**What the exercise asks**
Retype the whole listing that follows, line for line.
-- Material shown follows --
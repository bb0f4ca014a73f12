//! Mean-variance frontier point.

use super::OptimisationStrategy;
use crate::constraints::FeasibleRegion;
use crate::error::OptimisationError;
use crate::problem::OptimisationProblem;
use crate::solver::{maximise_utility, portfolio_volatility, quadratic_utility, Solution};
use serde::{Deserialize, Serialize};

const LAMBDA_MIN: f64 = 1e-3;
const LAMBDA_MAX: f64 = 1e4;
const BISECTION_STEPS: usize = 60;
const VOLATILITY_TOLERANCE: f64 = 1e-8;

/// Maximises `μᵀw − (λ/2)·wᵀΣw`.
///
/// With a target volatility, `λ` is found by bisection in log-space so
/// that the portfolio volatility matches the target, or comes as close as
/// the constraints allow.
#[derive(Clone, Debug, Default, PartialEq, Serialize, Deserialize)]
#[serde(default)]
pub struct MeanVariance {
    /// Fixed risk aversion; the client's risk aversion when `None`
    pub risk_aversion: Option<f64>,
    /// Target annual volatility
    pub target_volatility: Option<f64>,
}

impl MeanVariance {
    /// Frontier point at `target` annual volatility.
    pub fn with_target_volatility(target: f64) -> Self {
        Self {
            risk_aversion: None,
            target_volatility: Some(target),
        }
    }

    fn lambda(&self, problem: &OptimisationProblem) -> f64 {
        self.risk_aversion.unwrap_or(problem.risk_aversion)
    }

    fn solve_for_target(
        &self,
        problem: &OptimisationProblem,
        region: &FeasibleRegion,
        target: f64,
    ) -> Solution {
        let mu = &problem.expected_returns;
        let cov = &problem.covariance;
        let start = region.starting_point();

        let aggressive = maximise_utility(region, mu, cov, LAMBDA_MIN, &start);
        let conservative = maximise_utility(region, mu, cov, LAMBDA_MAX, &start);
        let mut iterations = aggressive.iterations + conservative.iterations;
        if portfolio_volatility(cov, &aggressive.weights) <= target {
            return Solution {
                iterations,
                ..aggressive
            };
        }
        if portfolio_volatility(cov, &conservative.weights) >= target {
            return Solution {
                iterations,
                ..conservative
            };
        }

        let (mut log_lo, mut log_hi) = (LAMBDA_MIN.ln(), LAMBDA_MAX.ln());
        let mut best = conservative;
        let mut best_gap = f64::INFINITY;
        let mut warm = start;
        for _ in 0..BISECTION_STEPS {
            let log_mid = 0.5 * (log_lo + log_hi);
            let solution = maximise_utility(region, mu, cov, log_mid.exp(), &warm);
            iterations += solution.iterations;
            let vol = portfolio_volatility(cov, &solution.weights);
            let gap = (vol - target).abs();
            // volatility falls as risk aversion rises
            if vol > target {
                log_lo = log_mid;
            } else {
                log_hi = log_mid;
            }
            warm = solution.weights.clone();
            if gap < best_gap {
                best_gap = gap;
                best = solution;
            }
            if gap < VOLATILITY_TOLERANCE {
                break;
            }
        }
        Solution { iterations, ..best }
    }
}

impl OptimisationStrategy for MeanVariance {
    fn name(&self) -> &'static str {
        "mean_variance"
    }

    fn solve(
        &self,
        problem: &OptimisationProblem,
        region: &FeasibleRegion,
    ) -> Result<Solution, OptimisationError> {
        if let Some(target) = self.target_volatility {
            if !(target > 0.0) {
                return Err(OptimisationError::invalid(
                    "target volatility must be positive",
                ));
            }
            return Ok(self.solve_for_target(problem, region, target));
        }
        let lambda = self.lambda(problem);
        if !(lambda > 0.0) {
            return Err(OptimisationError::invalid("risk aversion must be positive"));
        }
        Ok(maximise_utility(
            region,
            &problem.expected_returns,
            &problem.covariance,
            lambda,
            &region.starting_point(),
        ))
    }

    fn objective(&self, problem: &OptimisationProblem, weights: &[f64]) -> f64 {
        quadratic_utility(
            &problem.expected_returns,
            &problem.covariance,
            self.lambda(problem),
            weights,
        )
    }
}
-- Material shown concluded --
**Task solution**
repository bb0f4ca014a73f12
//! Mean-variance frontier point.

use super::OptimisationStrategy;
use crate::constraints::FeasibleRegion;
use crate::error::OptimisationError;
use crate::problem::OptimisationProblem;
use crate::solver::{maximise_utility, portfolio_volatility, quadratic_utility, Solution};
use serde::{Deserialize, Serialize};

const LAMBDA_MIN: f64 = 1e-3;
const LAMBDA_MAX: f64 = 1e4;
const BISECTION_STEPS: usize = 60;
const VOLATILITY_TOLERANCE: f64 = 1e-8;

/// Maximises `μᵀw − (λ/2)·wᵀΣw`.
///
/// With a target volatility, `λ` is found by bisection in log-space so
/// that the portfolio volatility matches the target, or comes as close as
/// the constraints allow.
#[derive(Clone, Debug, Default, PartialEq, Serialize, Deserialize)]
#[serde(default)]
pub struct MeanVariance {
    /// Fixed risk aversion; the client's risk aversion when `None`
    pub risk_aversion: Option<f64>,
    /// Target annual volatility
    pub target_volatility: Option<f64>,
}

impl MeanVariance {
    /// Frontier point at `target` annual volatility.
    pub fn with_target_volatility(target: f64) -> Self {
        Self {
            risk_aversion: None,
            target_volatility: Some(target),
        }
    }

    fn lambda(&self, problem: &OptimisationProblem) -> f64 {
        self.risk_aversion.unwrap_or(problem.risk_aversion)
    }

    fn solve_for_target(
        &self,
        problem: &OptimisationProblem,
        region: &FeasibleRegion,
        target: f64,
    ) -> Solution {
        let mu = &problem.expected_returns;
        let cov = &problem.covariance;
        let start = region.starting_point();

        let aggressive = maximise_utility(region, mu, cov, LAMBDA_MIN, &start);
        let conservative = maximise_utility(region, mu, cov, LAMBDA_MAX, &start);
        let mut iterations = aggressive.iterations + conservative.iterations;
        if portfolio_volatility(cov, &aggressive.weights) <= target {
            return Solution {
                iterations,
                ..aggressive
            };
        }
        if portfolio_volatility(cov, &conservative.weights) >= target {
            return Solution {
                iterations,
                ..conservative
            };
        }

        let (mut log_lo, mut log_hi) = (LAMBDA_MIN.ln(), LAMBDA_MAX.ln());
        let mut best = conservative;
        let mut best_gap = f64::INFINITY;
        let mut warm = start;
        for _ in 0..BISECTION_STEPS {
            let log_mid = 0.5 * (log_lo + log_hi);
            let solution = maximise_utility(region, mu, cov, log_mid.exp(), &warm);
            iterations += solution.iterations;
            let vol = portfolio_volatility(cov, &solution.weights);
            let gap = (vol - target).abs();
            // volatility falls as risk aversion rises
            if vol > target {
                log_lo = log_mid;
            } else {
                log_hi = log_mid;
            }
            warm = solution.weights.clone();
            if gap < best_gap {
                best_gap = gap;
                best = solution;
            }
            if gap < VOLATILITY_TOLERANCE {
                break;
            }
        }
        Solution { iterations, ..best }
    }
}

impl OptimisationStrategy for MeanVariance {
    fn name(&self) -> &'static str {
        "mean_variance"
    }

    fn solve(
        &self,
        problem: &OptimisationProblem,
        region: &FeasibleRegion,
    ) -> Result<Solution, OptimisationError> {
        if let Some(target) = self.target_volatility {
            if !(target > 0.0) {
                return Err(OptimisationError::invalid(
                    "target volatility must be positive",
                ));
            }
            return Ok(self.solve_for_target(problem, region, target));
        }
        let lambda = self.lambda(problem);
        if !(lambda > 0.0) {
            return Err(OptimisationError::invalid("risk aversion must be positive"));
        }
        Ok(maximise_utility(
            region,
            &problem.expected_returns,
            &problem.covariance,
            lambda,
            &region.starting_point(),
        ))
    }

    fn objective(&self, problem: &OptimisationProblem, weights: &[f64]) -> f64 {
        quadratic_utility(
            &problem.expected_returns,
            &problem.covariance,
            self.lambda(problem),
            weights,
        )
    }
}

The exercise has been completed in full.